Sugestão de Carlos Cassaro, do Boteco de Aeroporto.

Polêmica ou ignorância?

DISCUSSÃO SOBRE LIVRO DIDÁTICO SÓ REVELA IGNORÂNCIA DA GRANDE IMPRENSA

Para surpresa de ninguém, a coisa se repetiu. A grande imprensa brasileira mais uma vez exibiu sua ampla e larga ignorância a respeito do que se faz hoje no mundo acadêmico e no universo da educação no campo do ensino de língua.

Jornalistas desinformados abrem um livro didático, leem metade de meia página e saem falando coisas que depõem sempre muito mais contra eles mesmos do que eles mesmos pensam (se é que pensam nisso, prepotentemente convencidos que são, quase todos, de que detêm o absoluto poder da informação).

Polêmica? Por que polêmica, meus senhores e minhas senhoras? Já faz mais de quinze anos que os livros didáticos de língua portuguesa disponíveis no mercado e avaliados e aprovados pelo Ministério da Educação abordam o tema da variação linguística e do seu tratamento em sala de aula. Não é coisa de petista, fiquem tranquilas senhoras comentaristas políticas da televisão brasileira e seus colegas explanadores do óbvio.

Já no governo FHC, sob a gestão do ministro Paulo Renato, os livros didáticos de português avaliados pelo MEC começavam a abordar os fenômenos da variação linguística, o caráter inevitavelmente heterogêneo de qualquer língua viva falada no mundo, a mudança irreprimível que transformou, tem transformado, transforma e transformará qualquer idioma usado por uma comunidade humana. Somente com uma abordagem assim as alunas e os alunos provenientes das chamadas “classes populares” poderão se reconhecer no material didático e não se sentir alvo de zombaria e preconceito. E, é claro, com a chegada ao magistério de docentes provenientes cada vez mais dessas mesmas “classes populares”, esses mesmos profissionais entenderão que seu modo de falar, e o de seus aprendizes, não é feio, nem errado, nem tosco, é apenas uma língua diferente daquela – devidamente fossilizada e conservada em formol – que a tradição normativa tenta preservar a ferro e fogo, principalmente nos últimos tempos, com a chegada aos novos meios de comunicação de pseudoespecialistas que, amparados em tecnologias inovadoras, tentam vender um peixe gramatiqueiro para lá de podre.

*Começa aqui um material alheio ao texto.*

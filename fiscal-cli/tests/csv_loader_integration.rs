//! Integration tests that exercise the expense loader against an on-disk
//! fixture file and feed the result through the classifier.

use std::path::Path;

use fiscal_cli::csv_loader::{self, ExpenseCsvError};
use fiscal_core::expenses::{ExpenseCategory, ExpenseClassifier, KeywordClassifier};
use pretty_assertions::assert_eq;
use rust_decimal_macros::dec;

/// Path to the sample CSV shipped with the test fixtures.
fn fixture_path() -> &'static Path {
    Path::new(env!("CARGO_MANIFEST_DIR"))
        .join("tests")
        .join("fixtures")
        .join("sample_expenses.csv")
        .leak()
}

#[test]
fn test_load_fixture_file_succeeds() {
    let ledger =
        csv_loader::load_from_file(fixture_path()).expect("fixture file should load without error");

    assert_eq!(ledger.len(), 4);
    assert_eq!(ledger.total_amount(), dec!(900.00));
    assert_eq!(ledger.personal_total(), dec!(100.00));
}

#[tokio::test]
async fn test_fixture_classification() {
    let ledger = csv_loader::load_from_file(fixture_path()).unwrap();

    let classified = KeywordClassifier::default()
        .classify(ledger.as_slice(), "6201")
        .await
        .expect("classification should succeed");

    let categories: Vec<_> = classified.expenses.iter().map(|e| e.category).collect();
    assert_eq!(
        categories,
        vec![
            ExpenseCategory::PartialDeduction,
            ExpenseCategory::Conflictive,
            ExpenseCategory::PartialDeduction,
            ExpenseCategory::PartialDeduction,
        ]
    );
    assert_eq!(classified.total_deductible, dec!(900.00));
    // (200 × 5 + 150 × 10 + 100 × 5 + 450 × 5) / 900 = 5.83
    assert_eq!(classified.risk_score, 5);
}

#[test]
fn test_load_nonexistent_file_returns_err() {
    let bad_path = Path::new("/this/path/does/not/exist.csv");

    let result = csv_loader::load_from_file(bad_path);

    assert!(matches!(result, Err(ExpenseCsvError::Io { .. })));
}
//! Small hand-checkable reference tables shared by unit tests.

use std::collections::BTreeMap;

use rust_decimal::Decimal;
use rust_decimal_macros::dec;

use crate::{
    Bracket, BracketTable, ContributionSchedule, ContributionTier, CorporateRates,
    EngineParameters, ReferenceData, SimulationInput, TaxTables,
};

fn table(brackets: &[(Option<Decimal>, Decimal)]) -> BracketTable {
    let brackets = brackets
        .iter()
        .map(|&(bound, rate)| match bound {
            Some(upper_bound) => Bracket::Capped { upper_bound, rate },
            None => Bracket::Open { rate },
        })
        .collect();
    BracketTable::new(brackets).expect("fixture table must be valid")
}

fn tier(min: Decimal, max: Decimal, quota: Decimal) -> ContributionTier {
    ContributionTier {
        income_min: min,
        income_max: max,
        quota: Some(quota),
    }
}

/// State 10/20/30%, region "Norte" 5/10%, fallback "Resto" 10/15%,
/// savings 19/21/23%, corporate 25% (15% new), quota tiers 200/300/400
/// with a 500 fallback.
pub(crate) fn test_tables() -> TaxTables {
    let mut regions = BTreeMap::new();
    regions.insert(
        "Norte".to_string(),
        table(&[(Some(dec!(10000)), dec!(0.05)), (None, dec!(0.10))]),
    );

    TaxTables {
        state: table(&[
            (Some(dec!(10000)), dec!(0.10)),
            (Some(dec!(20000)), dec!(0.20)),
            (None, dec!(0.30)),
        ]),
        regions,
        fallback_region_name: "Resto".to_string(),
        fallback_region: table(&[(Some(dec!(20000)), dec!(0.10)), (None, dec!(0.15))]),
        contribution: ContributionSchedule::new(
            vec![
                tier(dec!(0), dec!(1000), dec!(200)),
                tier(dec!(1000), dec!(2000), dec!(300)),
                tier(dec!(2000), dec!(4000), dec!(400)),
            ],
            dec!(500),
        )
        .expect("fixture schedule must be valid"),
        savings: table(&[
            (Some(dec!(6000)), dec!(0.19)),
            (Some(dec!(50000)), dec!(0.21)),
            (None, dec!(0.23)),
        ]),
        corporate_rates: CorporateRates {
            general: dec!(0.25),
            new_entity: dec!(0.15),
        },
    }
}

pub(crate) fn test_reference_data() -> ReferenceData {
    ReferenceData {
        tables: test_tables(),
        parameters: EngineParameters::default(),
    }
}

/// Employee on 30000 with 1905 contributions, freelancer on 40000 revenue
/// with 4000 expenses, both in "Norte".
pub(crate) fn test_input() -> SimulationInput {
    SimulationInput {
        employee_gross: dec!(30000),
        employee_contribution: dec!(1905),
        company_contribution: dec!(8970),
        personal_expenses: dec!(500),
        freelancer_revenue: dec!(40000),
        freelancer_expenses: dec!(4000),
        region: "Norte".to_string(),
        is_new_company: false,
        administrator_salary: dec!(0),
    }
}
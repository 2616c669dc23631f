//! Tax calculation modules for the multi-regime simulation.
//!
//! [`progressive`] and [`quota`] are the two primitive lookups; the
//! [`regimes`] build per-regime derivation chains on top of them and
//! [`simulator`] composes the three chains into one call.

pub mod common;
pub mod progressive;
pub mod quota;
pub mod regimes;
pub mod simulator;

pub use progressive::compute_tax;
pub use quota::{annual_quota, lookup_quota};
pub use regimes::{CompanyRegime, EmployeeRegime, FreelancerRegime};
pub use simulator::RegimeSimulator;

Enquanto não se reconhecer a especificidade do português brasileiro dentro do conjunto de línguas derivadas do português quinhentista transplantados para as colônias, enquanto não se reconhecer que o português brasileiro é uma língua em si, com gramática própria, diferente da do português europeu, teremos de conviver com essas situações no mínimo patéticas.

A principal característica dos discursos marcadamente ideologizados (sejam eles da direita ou da esquerda) é a impossibilidade de ver as coisas em perspectiva contínua, em redes complexas de elementos que se cruzam e entrecruzam, em ciclos constantes. Nesses discursos só existe o preto e o branco, o masculino e o feminino, o mocinho e o bandido, o certo e o errado e por aí vai.

Darwin nunca disse em nenhum lugar de seus escritos que “o homem vem do macaco”. Ele disse, sim, que humanos e demais primatas deviam ter se originado de um ancestral comum. Mas essa visão mais sofisticada não interessava ao fundamentalismo religioso que precisava de um lema distorcido como “o homem vem do macaco” para empreender sua campanha obscurantista, que permanece em voga até hoje (inclusive no discurso da candidata azul disfarçada de verde à presidência da República no ano passado).

Da mesma forma, nenhum linguista sério, brasileiro ou estrangeiro, jamais disse ou escreveu que os estudantes usuários de variedades linguísticas mais distantes das normas urbanas de prestígio deveriam permanecer ali, fechados em sua comunidade, em sua cultura e em sua língua. O que esses profissionais vêm tentando fazer as pessoas entenderem é que defender uma coisa não significa automaticamente combater a outra. Defender o respeito à variedade linguística dos estudantes não significa que não cabe à escola introduzi-los ao mundo da cultura letrada e aos discursos que ela aciona. Cabe à escola ensinar aos alunos o que eles não sabem! Parece óbvio, mas é preciso repetir isso a todo momento.

Não é preciso ensinar nenhum brasileiro a dizer “isso é para mim tomar?”, porque essa regra gramatical (sim, caros leigos, é uma regra gramatical) já faz parte da língua materna de 99% dos nossos compatriotas. O que é preciso ensinar é a forma “isso é para eu tomar?”, porque ela não faz parte da gramática da maioria dos falantes de português brasileiro, mas por ainda servir de arame farpado entre os que falam “certo” e os que falam “errado”, é dever da escola apresentar essa outra regra aos alunos, de modo que eles – se julgarem pertinente, adequado e necessário – possam vir a usá-la TAMBÉM. O problema da ideologia purista é esse também. Seus defensores não conseguem admitir que tanto faz dizer assisti o filme quanto assiti ao filme, que a palavra óculos pode ser usada tanto no singular (o óculos, como dizem 101% dos brasileiros) quanto no plural (os óculos, como dizem dois ou três gatos pingados).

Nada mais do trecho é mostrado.